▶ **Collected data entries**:
=== Begin Enclosure ===
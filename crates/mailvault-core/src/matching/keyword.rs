//! Substring keyword matching.

use crate::config::Keyword;
use std::collections::BTreeSet;

/// Matches configured keywords against a message.
///
/// A keyword matches when its needle or any variation appears as a substring
/// of the combined lower-cased `subject + " " + body` text, or of any
/// lower-cased attachment filename. No word-boundary requirement.
///
/// Returns the sorted, deduplicated set of labels. Label identity is the
/// dedup key, so multiple matching variations of one keyword collapse.
#[must_use]
pub fn match_keywords(
    subject: &str,
    body: &str,
    attachment_names: &[String],
    keywords: &[Keyword],
) -> Vec<String> {
    if keywords.is_empty() {
        return Vec::new();
    }

    let combined = format!("{} {}", subject.to_lowercase(), body.to_lowercase());
    let combined = combined.trim().to_string();
    let lowered_names: Vec<String> = attachment_names
        .iter()
        .map(|n| n.to_lowercase())
        .collect();

    let mut matched = BTreeSet::new();
    for keyword in keywords {
        if keyword.label.is_empty() {
            continue;
        }
        let hit = matches_text(keyword, &combined)
            || lowered_names.iter().any(|name| matches_text(keyword, name));
        if hit {
            matched.insert(keyword.label.clone());
        }
    }

    matched.into_iter().collect()
}

fn matches_text(keyword: &Keyword, text: &str) -> bool {
    if text.is_empty() {
        return false;
    }
    if !keyword.needle.is_empty() && text.contains(&keyword.needle) {
        return true;
    }
    keyword.variations.iter().any(|v| text.contains(v))
}

#[cfg(test)]
mod tests {
    use super::*;

    fn keywords() -> Vec<Keyword> {
        vec![
            Keyword::from_row("Delay", "postponement"),
            Keyword::from_row("Payment", "invoice, remittance"),
        ]
    }

    #[test]
    fn test_variation_matches_case_insensitively() {
        let matched = match_keywords("Project POSTPONEMENT notice", "", &[], &keywords());
        assert_eq!(matched, vec!["Delay"]);
    }

    #[test]
    fn test_needle_matches_in_body() {
        let matched = match_keywords("Update", "the delay is now three weeks", &[], &keywords());
        assert_eq!(matched, vec!["Delay"]);
    }

    #[test]
    fn test_attachment_filename_matches() {
        let names = vec!["Invoice_2024_003.pdf".to_string()];
        let matched = match_keywords("nothing here", "or here", &names, &keywords());
        assert_eq!(matched, vec!["Payment"]);
    }

    #[test]
    fn test_labels_sorted_and_deduplicated() {
        let matched = match_keywords(
            "invoice delay",
            "postponement of the remittance",
            &[],
            &keywords(),
        );
        assert_eq!(matched, vec!["Delay", "Payment"]);
    }

    #[test]
    fn test_no_keywords_no_matches() {
        assert!(match_keywords("delay", "delay", &[], &[]).is_empty());
    }

    #[test]
    fn test_substring_without_word_boundary() {
        let matched = match_keywords("undelayed", "", &[], &keywords());
        assert_eq!(matched, vec!["Delay"]);
    }
}
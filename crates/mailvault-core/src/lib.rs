//! # mailvault-core
//!
//! Core ingestion logic for `MailVault`.
//!
//! This crate provides:
//! - The batch ingestion engine: one-pass archive traversal with
//!   per-message transactions and failure isolation
//! - Transport-header normalization
//! - Multi-tier heuristic thread resolution
//! - Content-addressed attachment storage (`SHA-256` dedup per profile)
//! - Keyword and stakeholder matching
//! - The relational index (`SQLite`) and status queries

#![warn(missing_docs)]
#![warn(clippy::all)]
#![warn(clippy::pedantic)]
#![forbid(unsafe_code)]

pub mod config;
pub mod engine;
mod error;
pub mod headers;
pub mod index;
pub mod matching;
pub mod store;
pub mod thread;

pub use config::{Keyword, Stakeholder};
pub use engine::{IngestionEngine, IngestionRequest, IngestionStats};
pub use error::{Error, Result};
pub use headers::MessageHeaders;
pub use index::{AttachmentRecord, IngestionStatus, IndexRepository, MessageRecord};
pub use store::{ContentStore, StoredBlob};
pub use thread::{
    DEFAULT_CONVERSATION_ROOT_LEN, ResolverContext, ThreadKeys, normalize_subject,
};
=== End Enclosure ===
▶ **Work to be completed**:
With the line containing "No word-boundary requirement." as the last one, please set down exactly the lines of the records above from their very first line, and nothing more.

▶ **Answer to this task**:
filename crates/mailvault-core/src/matching/keyword.rs
//! Substring keyword matching.

use crate::config::Keyword;
use std::collections::BTreeSet;

/// Matches configured keywords against a message.
///
/// A keyword matches when its needle or any variation appears as a substring
/// of the combined lower-cased `subject + " " + body` text, or of any
/// lower-cased attachment filename. No word-boundary requirement.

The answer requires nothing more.